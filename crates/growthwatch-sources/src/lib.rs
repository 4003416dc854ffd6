//! External service adapters.
//!
//! Every service is reached through [`SourceAdapter`], whose `call` never
//! fails and returns a classified [`AcquisitionAttempt`]. The analyzer and the
//! CRM client sit outside the tiered model and return `Result`s directly.

pub mod adapter;
pub mod analysis;
pub mod attempt;
mod chat;
pub mod crm;
pub mod enrichment;
pub mod error;
pub mod http;
pub mod linkedin;
pub mod news;
pub mod requests;
pub mod search;

pub use adapter::SourceAdapter;
pub use analysis::{AnalysisInput, GrowthAnalyzer, OpenAiAnalyzer};
pub use attempt::{AcquisitionAttempt, AttemptOutcome, FailureClass, Payload};
pub use crm::{CrmFields, SalesforceClient};
pub use enrichment::FirmableClient;
pub use error::SourceError;
pub use http::build_http_client;
pub use linkedin::{BrightDataClient, BrowserWorkerClient, PerplexityLinkedinPosts};
pub use news::PerplexityNews;
pub use requests::{CompanyPostsRequest, NewsRequest, ProfilePostsRequest};
pub use search::{GoogleCseClient, SerpApiClient};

────────────────────

# [Work required]
Exactly and only the lines from the one containing "pub use http::build_http_client;" through the end of the material are to be reproduced, both ends included.

# [Answer section]
pub use http::build_http_client;
pub use linkedin::{BrightDataClient, BrowserWorkerClient, PerplexityLinkedinPosts};
pub use news::PerplexityNews;
pub use requests::{CompanyPostsRequest, NewsRequest, ProfilePostsRequest};
pub use search::{GoogleCseClient, SerpApiClient};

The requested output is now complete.